The files written and read by Neural Net Lab are simple text files that can be manipulated in text editors such as MS-DOS's Edit or MS-Windows' Notepad. In general, there will be two input files and two output files for each net.

The input files contain the input patterns and the desired classifications for those patterns. Each line in the file represents 1 pattern and there is 1 element on each line for each neuron in the corresponding layer. The patterns within the input and classification files must be in the same order.

Example input and classification files have been provided with the Neural Net Lab. Input files have a .pat extension and classification files have a .des (for desired) extension. For example, the fourth pattern in the xor.pat file is 1 1. Note that the elements of the pattern are separated by a space. In the xor.des file, you can see that the desired classification for this pattern is 0.

Each net will generate 2 output files. The first, or results, file will list the parameters used in training the net, the files it was trained and tested on, and the results for each pattern in the data sets (actual and desired). The second file contains the weight matrices and can be used with the load menu option to reuse the net at a later time.

The input and output files can have any legal MS-DOS file names. If the files are not in the same directory as the Neural Net Lab you must supply the complete pathname. In the case of output files, if you specify the name of an existing file, you will be asked if you want to overwrite it. A single line in an input file cannot exceed 300 characters (including spaces) in length.

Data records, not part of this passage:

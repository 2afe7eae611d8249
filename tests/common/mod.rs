#![allow(dead_code)]

use std::fs;
use std::path::PathBuf;
use std::process::{Command, Output, Stdio};
use std::sync::atomic::{AtomicUsize, Ordering};
use std::time::{SystemTime, UNIX_EPOCH};

static SEQ: AtomicUsize = AtomicUsize::new(0);

pub struct TempProject {
    pub root: PathBuf,
}

impl TempProject {
    pub fn new(prefix: &str) -> Self {
        let ts = SystemTime::now()
            .duration_since(UNIX_EPOCH)
            .expect("system time before unix epoch")
            .as_nanos();
        let seq = SEQ.fetch_add(1, Ordering::Relaxed);
        let root = std::env::temp_dir().join(format!(
            "{prefix}-project-{}-{ts}-{seq}",
            std::process::id()
        ));
        fs::create_dir_all(&root).expect("create temp project dir");
        Self { root }
    }

    pub fn with_scripts(prefix: &str, scripts: &[(&str, &str)]) -> Self {
        let me = Self::new(prefix);
        let map: serde_json::Map<String, serde_json::Value> = scripts
            .iter()
            .map(|(k, v)| (k.to_string(), serde_json::Value::from(*v)))
            .collect();
        let doc = serde_json::json!({"name": "demo", "version": "1.0.0", "scripts": map});
        me.write_manifest(&serde_json::to_string_pretty(&doc).expect("manifest json"));
        me
    }

    pub fn write_manifest(&self, body: &str) {
        self.write_file("package.json", body);
    }

    pub fn write_file(&self, rel: &str, body: &str) {
        let p = self.root.join(rel);
        if let Some(parent) = p.parent() {
            fs::create_dir_all(parent).expect("create parent dir");
        }
        fs::write(&p, body).expect("write file");
    }

    /// Spawns the binary with stdout piped and closes the read end at once,
    /// so every write the child makes fails with a broken pipe.
    pub fn run_with_closed_stdout(&self, args: &[&str]) -> Output {
        let mut child = Command::new(env!("CARGO_BIN_EXE_fixhelp"))
            .args(args)
            .current_dir(&self.root)
            .env_remove("FIXHELP_MANIFEST")
            .env_remove("FIXHELP_PREFIX")
            .env_remove("FIXHELP_RUNNER")
            .env_remove("FIXHELP_LOG")
            .stdin(Stdio::null())
            .stdout(Stdio::piped())
            .stderr(Stdio::piped())
            .spawn()
            .expect("spawn fixhelp command");
        drop(child.stdout.take());
        child.wait_with_output().expect("wait for fixhelp command")
    }

    pub fn run(&self, args: &[&str]) -> Output {
        self.run_with_env(args, &[])
    }

    pub fn run_with_env(&self, args: &[&str], envs: &[(&str, &str)]) -> Output {
        let mut cmd = Command::new(env!("CARGO_BIN_EXE_fixhelp"));
        cmd.args(args)
            .current_dir(&self.root)
            .env_remove("FIXHELP_MANIFEST")
            .env_remove("FIXHELP_PREFIX")
            .env_remove("FIXHELP_RUNNER")
            .env_remove("FIXHELP_LOG");
        for (k, v) in envs {
            cmd.env(k, v);
        }
        cmd.output().expect("run fixhelp command")
    }
}

impl Drop for TempProject {
    fn drop(&mut self) {
        let _ = fs::remove_dir_all(&self.root);
    }
}

pub fn stdout_str(out: &Output) -> String {
    String::from_utf8_lossy(&out.stdout).to_string()
}

pub fn stderr_str(out: &Output) -> String {
    String::from_utf8_lossy(&out.stderr).to_string()
}

/// Lines of the "Available Commands" section, without the header.
pub fn command_lines(doc: &str) -> Vec<String> {
    doc.split("## Available Commands\n\n")
        .nth(1)
        .and_then(|rest| rest.split("\n\n").next())
        .map(|block| block.lines().map(str::to_string).collect())
        .unwrap_or_default()
}
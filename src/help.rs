use serde::Serialize;

/// One row of the description table.
#[derive(Debug, Clone, Copy, PartialEq, Eq)]
pub struct CommandDoc {
    pub name: &'static str,
    pub description: &'static str,
}

#[derive(Debug, Clone, Copy, PartialEq, Eq)]
pub struct UsageExample {
    pub command: &'static str,
    pub description: &'static str,
    pub when_to_use: &'static str,
}

#[derive(Debug, Clone, Copy, PartialEq, Eq)]
pub struct TroubleshootingEntry {
    pub issue: &'static str,
    pub solution: &'static str,
}

#[derive(Debug, Clone, Copy, PartialEq, Eq)]
pub struct ResourceLink {
    pub label: &'static str,
    pub target: &'static str,
}

/// The hand-authored tables the document is assembled from.
///
/// Lists are rendered in the order they are declared; only the description
/// table is used as a lookup.
#[derive(Debug, Clone, Copy)]
pub struct HelpTables {
    pub descriptions: &'static [CommandDoc],
    pub usage_examples: &'static [UsageExample],
    pub troubleshooting: &'static [TroubleshootingEntry],
    pub resources: &'static [ResourceLink],
}

impl HelpTables {
    pub fn description_for(&self, name: &str) -> Option<&'static str> {
        self.descriptions
            .iter()
            .find(|d| d.name == name)
            .map(|d| d.description)
    }
}

#[derive(Debug, Clone, PartialEq, Eq)]
pub struct RenderOptions {
    /// Command-name prefix selecting which manifest entries are listed.
    pub prefix: String,
    /// Shell invocation placed in front of command names in code blocks.
    pub runner: String,
}

impl Default for RenderOptions {
    fn default() -> Self {
        Self {
            prefix: crate::config::DEFAULT_PREFIX.to_string(),
            runner: crate::config::DEFAULT_RUNNER.to_string(),
        }
    }
}

/// A selected command joined with its description, as emitted by `list`.
#[derive(Debug, Clone, PartialEq, Eq, Serialize)]
pub struct ListedCommand {
    pub name: String,
    pub description: String,
    pub documented: bool,
}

The following example files are provided with Neural Net Lab:

ADALINE Example
The files xor2.pat and or.des allow you to train ADALINE to do a Boolean OR classification using a bipolar discrete activation function. There are two elements to each input pattern and there are four patterns. There is one element per output pattern.
BPN Example
The files xor.pat and xor.des allow you to train a BPN net to do the XOR classification using a unipolar continuous activation function. The files xor2.pat and xor2.des are for the bipolar activation function. There are two elements to each input pattern and there are four patterns. There is one element per output pattern.
CPN and KOH Example
The files letters.pat and letters.des contain the information required to train a CPN or KOH net to recognize 3 letters (A, T, and E). The letters were constructed in a 5 x 5 matrix, so there are 25 elements per input pattern and 30 such patterns. There are three elements per output pattern. Please note that the letters files can also be used to train a BPN net as well.
BAM Example
The files bam.pat and bam.des provide a small data set for training a BAM network. There are 16 elements for each of the four input patterns and 7 elements for each output pattern.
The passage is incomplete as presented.